Start of Data listing
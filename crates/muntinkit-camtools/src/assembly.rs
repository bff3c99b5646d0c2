//! Assembly sequencing
//!
//! Orders the final bars into a glue-up sequence. The default rule puts the
//! longest bars first; the diamond preset walks the quadrants clockwise from
//! top-right, starting at the centre of the opening.
//!
//! Position labels are measured from the left edge and, because the model is
//! top-origin, from the *bottom* edge via `height - y`.

use crate::error::CamToolResult;
use muntinkit_core::{round_tenth, validate_bars, Bar, Opening};
use serde::{Deserialize, Serialize};
use std::str::FromStr;
use tracing::debug;

/// Named layouts with a fixed assembly order
#[derive(Debug, Clone, Copy, PartialEq, Eq, Serialize, Deserialize)]
pub enum AssemblyPreset {
    Diamond,
}

impl FromStr for AssemblyPreset {
    type Err = String;

    fn from_str(s: &str) -> Result<Self, Self::Err> {
        match s.trim().to_ascii_lowercase().as_str() {
            "diamond" | "rhombus" => Ok(AssemblyPreset::Diamond),
            other => Err(format!("unknown assembly preset: {other}")),
        }
    }
}

/// One instruction in the build sequence
#[derive(Debug, Clone, PartialEq, Serialize, Deserialize)]
pub struct AssemblyStep {
    /// 1-based, strictly increasing
    pub order_index: usize,
    pub bar_id: usize,
    /// Geometric length rounded to 0.1 mm
    pub length: f64,
    pub description: String,
    pub position_label: String,
}

const QUADRANT_NAMES: [&str; 4] = ["Top-Right", "Bottom-Right", "Bottom-Left", "Top-Left"];

/// Build sequence for `bars` inside the opening.
///
/// `preset_hint` selects a fixed order (`"diamond"`, `"rhombus"`); unknown or
/// missing hints use the longest-first rule.
pub fn sequence_assembly(
    bars: &[Bar],
    opening_width: f64,
    opening_height: f64,
    preset_hint: Option<&str>,
) -> CamToolResult<Vec<AssemblyStep>> {
    let opening = Opening::new(opening_width, opening_height);
    opening.validate()?;
    validate_bars(bars)?;

    let preset = preset_hint.and_then(|hint| match hint.parse::<AssemblyPreset>() {
        Ok(p) => Some(p),
        Err(e) => {
            debug!("{e}, using longest-first order");
            None
        }
    });

    let steps = match preset {
        Some(AssemblyPreset::Diamond) => diamond_sequence(bars, opening),
        None => longest_first_sequence(bars, opening),
    };
    debug!("assembly sequence: {} steps ({:?})", steps.len(), preset);
    Ok(steps)
}

fn longest_first_sequence(bars: &[Bar], opening: Opening) -> Vec<AssemblyStep> {
    let mut ordered: Vec<&Bar> = bars.iter().collect();
    ordered.sort_by(|a, b| b.length().total_cmp(&a.length()));

    ordered
        .into_iter()
        .enumerate()
        .map(|(i, bar)| AssemblyStep {
            order_index: i + 1,
            bar_id: bar.id,
            length: round_tenth(bar.length()),
            description: orientation(bar).to_string(),
            position_label: position_label(bar, opening.height),
        })
        .collect()
}

fn diamond_sequence(bars: &[Bar], opening: Opening) -> Vec<AssemblyStep> {
    let mid_x = opening.width / 2.0;
    let mid_y = opening.height / 2.0;

    let quadrant = |bar: &Bar| {
        let c = bar.midpoint();
        match (c.x >= mid_x, c.y < mid_y) {
            (true, true) => 0,
            (true, false) => 1,
            (false, false) => 2,
            (false, true) => 3,
        }
    };

    let mut ordered: Vec<&Bar> = bars.iter().collect();
    ordered.sort_by_key(|bar| quadrant(*bar));

    let label = format!(
        "Start from center: X={:.1}, Y={:.1} (from top)",
        round_tenth(mid_x),
        round_tenth(mid_y)
    );

    ordered
        .into_iter()
        .enumerate()
        .map(|(i, bar)| AssemblyStep {
            order_index: i + 1,
            bar_id: bar.id,
            length: round_tenth(bar.length()),
            description: QUADRANT_NAMES
                .get(i)
                .copied()
                .unwrap_or("Additional segment")
                .to_string(),
            position_label: label.clone(),
        })
        .collect()
}

fn orientation(bar: &Bar) -> &'static str {
    if bar.is_vertical() {
        "Vertical"
    } else if bar.is_horizontal() {
        "Horizontal"
    } else {
        "Angled"
    }
}

fn position_label(bar: &Bar, height: f64) -> String {
    if bar.is_vertical() {
        format!("X: {:.1} mm from left", round_tenth(bar.start.x))
    } else if bar.is_horizontal() {
        format!("Y: {:.1} mm from bottom", round_tenth(height - bar.start.y))
    } else {
        format!(
            "Start: ({:.1}, {:.1}) from left/bottom",
            round_tenth(bar.start.x),
            round_tenth(height - bar.start.y)
        )
    }
}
End of Data listing
All lines of the entries containing the string "AssemblyPreset" must be shown in full.

● The completed task:
pub enum AssemblyPreset {
impl FromStr for AssemblyPreset {
            "diamond" | "rhombus" => Ok(AssemblyPreset::Diamond),
    let preset = preset_hint.and_then(|hint| match hint.parse::<AssemblyPreset>() {
        Some(AssemblyPreset::Diamond) => diamond_sequence(bars, opening),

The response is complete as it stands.